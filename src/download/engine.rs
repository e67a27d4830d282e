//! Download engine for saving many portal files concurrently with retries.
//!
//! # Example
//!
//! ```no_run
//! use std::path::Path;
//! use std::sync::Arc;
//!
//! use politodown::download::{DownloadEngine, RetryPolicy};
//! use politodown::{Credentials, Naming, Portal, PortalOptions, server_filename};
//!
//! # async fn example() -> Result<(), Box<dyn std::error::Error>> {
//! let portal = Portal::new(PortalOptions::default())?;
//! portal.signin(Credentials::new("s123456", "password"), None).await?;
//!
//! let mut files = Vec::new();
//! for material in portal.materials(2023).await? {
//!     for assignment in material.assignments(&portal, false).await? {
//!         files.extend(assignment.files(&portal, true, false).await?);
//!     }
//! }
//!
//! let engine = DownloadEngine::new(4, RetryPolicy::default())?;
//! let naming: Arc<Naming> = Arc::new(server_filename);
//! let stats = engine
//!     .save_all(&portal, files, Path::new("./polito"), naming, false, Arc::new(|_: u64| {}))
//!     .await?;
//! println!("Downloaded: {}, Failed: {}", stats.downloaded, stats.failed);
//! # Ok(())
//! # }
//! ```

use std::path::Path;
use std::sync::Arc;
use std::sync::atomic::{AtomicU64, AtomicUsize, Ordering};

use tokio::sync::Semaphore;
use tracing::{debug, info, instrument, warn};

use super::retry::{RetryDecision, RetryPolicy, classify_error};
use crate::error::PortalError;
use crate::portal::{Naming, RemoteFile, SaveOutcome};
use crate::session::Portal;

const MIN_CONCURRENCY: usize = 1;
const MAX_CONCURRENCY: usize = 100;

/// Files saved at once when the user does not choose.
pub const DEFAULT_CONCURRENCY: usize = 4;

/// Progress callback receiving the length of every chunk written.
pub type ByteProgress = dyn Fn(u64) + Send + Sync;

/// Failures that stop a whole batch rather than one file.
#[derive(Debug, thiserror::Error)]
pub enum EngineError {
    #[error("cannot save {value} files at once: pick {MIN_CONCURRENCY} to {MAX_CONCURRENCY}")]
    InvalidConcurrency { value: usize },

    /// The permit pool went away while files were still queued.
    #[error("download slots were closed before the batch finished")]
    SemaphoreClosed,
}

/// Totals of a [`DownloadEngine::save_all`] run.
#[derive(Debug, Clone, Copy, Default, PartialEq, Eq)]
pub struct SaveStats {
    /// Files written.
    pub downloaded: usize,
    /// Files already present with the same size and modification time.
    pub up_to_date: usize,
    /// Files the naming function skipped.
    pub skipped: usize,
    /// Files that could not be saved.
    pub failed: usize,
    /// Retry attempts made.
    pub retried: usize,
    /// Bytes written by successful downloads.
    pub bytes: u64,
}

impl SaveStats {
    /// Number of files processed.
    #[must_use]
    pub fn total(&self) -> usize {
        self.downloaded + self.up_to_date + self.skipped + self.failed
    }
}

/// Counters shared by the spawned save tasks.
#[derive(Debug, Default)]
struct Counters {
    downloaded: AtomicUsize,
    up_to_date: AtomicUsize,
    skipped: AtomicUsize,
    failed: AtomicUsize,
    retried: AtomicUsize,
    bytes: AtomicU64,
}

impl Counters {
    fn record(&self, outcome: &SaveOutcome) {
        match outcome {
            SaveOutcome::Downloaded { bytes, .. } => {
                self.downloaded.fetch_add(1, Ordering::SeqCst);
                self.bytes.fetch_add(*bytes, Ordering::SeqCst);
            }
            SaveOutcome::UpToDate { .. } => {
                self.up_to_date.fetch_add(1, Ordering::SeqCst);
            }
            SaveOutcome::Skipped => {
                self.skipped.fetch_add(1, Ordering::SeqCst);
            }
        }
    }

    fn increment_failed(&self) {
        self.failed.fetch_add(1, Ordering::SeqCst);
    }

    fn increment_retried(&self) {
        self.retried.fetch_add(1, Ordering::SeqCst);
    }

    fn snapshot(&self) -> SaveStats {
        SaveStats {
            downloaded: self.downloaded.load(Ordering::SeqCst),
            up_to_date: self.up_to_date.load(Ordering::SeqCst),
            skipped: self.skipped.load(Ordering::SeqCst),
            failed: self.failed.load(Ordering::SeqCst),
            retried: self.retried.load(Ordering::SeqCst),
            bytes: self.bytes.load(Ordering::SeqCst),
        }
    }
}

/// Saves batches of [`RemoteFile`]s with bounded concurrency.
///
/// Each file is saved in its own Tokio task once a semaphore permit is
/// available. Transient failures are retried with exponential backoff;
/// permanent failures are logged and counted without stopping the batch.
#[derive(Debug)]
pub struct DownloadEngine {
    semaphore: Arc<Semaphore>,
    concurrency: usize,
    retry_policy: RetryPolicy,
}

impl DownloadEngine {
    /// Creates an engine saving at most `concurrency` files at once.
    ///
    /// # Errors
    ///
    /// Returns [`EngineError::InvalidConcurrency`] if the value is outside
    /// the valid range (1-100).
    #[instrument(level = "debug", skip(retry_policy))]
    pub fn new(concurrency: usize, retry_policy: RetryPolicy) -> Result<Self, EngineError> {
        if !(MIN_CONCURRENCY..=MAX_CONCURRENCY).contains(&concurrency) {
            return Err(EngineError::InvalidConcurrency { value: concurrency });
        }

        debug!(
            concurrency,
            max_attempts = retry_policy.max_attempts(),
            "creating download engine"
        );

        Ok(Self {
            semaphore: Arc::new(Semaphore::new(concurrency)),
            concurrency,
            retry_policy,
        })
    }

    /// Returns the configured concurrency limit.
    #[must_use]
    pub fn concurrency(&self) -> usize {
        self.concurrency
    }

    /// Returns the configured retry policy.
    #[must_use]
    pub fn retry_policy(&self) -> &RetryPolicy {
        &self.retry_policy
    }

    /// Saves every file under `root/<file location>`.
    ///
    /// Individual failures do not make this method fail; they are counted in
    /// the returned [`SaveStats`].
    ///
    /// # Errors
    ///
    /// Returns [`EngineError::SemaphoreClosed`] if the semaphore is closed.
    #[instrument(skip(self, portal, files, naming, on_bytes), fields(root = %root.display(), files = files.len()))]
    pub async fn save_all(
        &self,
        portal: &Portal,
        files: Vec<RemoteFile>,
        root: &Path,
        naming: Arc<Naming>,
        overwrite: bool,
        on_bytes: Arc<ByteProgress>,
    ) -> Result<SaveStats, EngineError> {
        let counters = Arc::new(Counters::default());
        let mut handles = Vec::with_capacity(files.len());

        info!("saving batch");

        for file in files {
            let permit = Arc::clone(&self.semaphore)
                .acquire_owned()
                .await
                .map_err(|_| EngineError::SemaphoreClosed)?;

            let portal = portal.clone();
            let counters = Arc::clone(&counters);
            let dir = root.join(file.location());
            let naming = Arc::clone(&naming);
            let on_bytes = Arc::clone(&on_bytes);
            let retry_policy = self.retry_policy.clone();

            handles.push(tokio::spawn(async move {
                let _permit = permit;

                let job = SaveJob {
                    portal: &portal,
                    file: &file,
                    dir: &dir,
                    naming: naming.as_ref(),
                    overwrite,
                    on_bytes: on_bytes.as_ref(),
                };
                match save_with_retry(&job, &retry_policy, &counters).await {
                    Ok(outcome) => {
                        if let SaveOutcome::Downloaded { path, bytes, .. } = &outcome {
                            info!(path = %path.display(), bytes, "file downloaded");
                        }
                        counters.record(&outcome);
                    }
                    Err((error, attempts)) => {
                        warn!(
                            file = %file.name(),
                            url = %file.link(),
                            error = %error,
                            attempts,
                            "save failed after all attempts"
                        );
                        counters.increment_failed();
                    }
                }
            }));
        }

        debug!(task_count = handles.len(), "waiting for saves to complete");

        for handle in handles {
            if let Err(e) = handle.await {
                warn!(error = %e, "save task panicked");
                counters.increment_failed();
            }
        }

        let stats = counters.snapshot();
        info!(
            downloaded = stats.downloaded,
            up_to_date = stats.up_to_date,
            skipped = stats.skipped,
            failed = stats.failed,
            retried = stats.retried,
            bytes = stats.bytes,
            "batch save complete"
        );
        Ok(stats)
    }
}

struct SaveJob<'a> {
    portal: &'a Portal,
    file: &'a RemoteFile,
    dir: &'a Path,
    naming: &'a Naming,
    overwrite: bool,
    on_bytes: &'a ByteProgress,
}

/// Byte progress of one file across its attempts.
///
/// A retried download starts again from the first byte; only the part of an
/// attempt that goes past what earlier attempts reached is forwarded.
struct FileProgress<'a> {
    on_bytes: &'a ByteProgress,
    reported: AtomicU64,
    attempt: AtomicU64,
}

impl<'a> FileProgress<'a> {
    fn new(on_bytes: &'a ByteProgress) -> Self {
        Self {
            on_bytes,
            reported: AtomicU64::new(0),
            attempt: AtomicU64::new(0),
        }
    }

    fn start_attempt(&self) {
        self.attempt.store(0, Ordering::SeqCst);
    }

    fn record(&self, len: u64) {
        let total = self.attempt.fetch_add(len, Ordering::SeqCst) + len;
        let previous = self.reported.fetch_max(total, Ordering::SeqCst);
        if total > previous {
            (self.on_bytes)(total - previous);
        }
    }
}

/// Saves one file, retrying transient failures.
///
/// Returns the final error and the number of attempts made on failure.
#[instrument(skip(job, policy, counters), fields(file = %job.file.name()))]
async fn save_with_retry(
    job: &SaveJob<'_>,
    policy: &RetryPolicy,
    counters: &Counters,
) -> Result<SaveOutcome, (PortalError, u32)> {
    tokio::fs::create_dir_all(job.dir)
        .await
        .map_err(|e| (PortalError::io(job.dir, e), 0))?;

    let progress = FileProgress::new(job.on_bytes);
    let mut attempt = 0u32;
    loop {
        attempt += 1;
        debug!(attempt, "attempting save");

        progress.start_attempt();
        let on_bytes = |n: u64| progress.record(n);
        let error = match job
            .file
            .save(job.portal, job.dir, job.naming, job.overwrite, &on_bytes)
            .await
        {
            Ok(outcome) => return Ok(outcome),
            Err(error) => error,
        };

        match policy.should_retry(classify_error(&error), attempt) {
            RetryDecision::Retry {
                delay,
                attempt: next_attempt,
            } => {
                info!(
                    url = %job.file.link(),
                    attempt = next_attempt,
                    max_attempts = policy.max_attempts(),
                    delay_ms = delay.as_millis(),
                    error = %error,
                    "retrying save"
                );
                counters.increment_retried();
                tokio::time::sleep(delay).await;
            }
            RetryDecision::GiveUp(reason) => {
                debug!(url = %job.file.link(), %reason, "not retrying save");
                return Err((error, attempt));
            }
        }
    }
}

---+---

Word for word, restate the lines of the listing above starting at the line with "for file in" and ending at the line with "let retry_policy = self.retry_policy.clone();", and nothing outside them.

## Written answer
        for file in files {
            let permit = Arc::clone(&self.semaphore)
                .acquire_owned()
                .await
                .map_err(|_| EngineError::SemaphoreClosed)?;

            let portal = portal.clone();
            let counters = Arc::clone(&counters);
            let dir = root.join(file.location());
            let naming = Arc::clone(&naming);
            let on_bytes = Arc::clone(&on_bytes);
            let retry_policy = self.retry_policy.clone();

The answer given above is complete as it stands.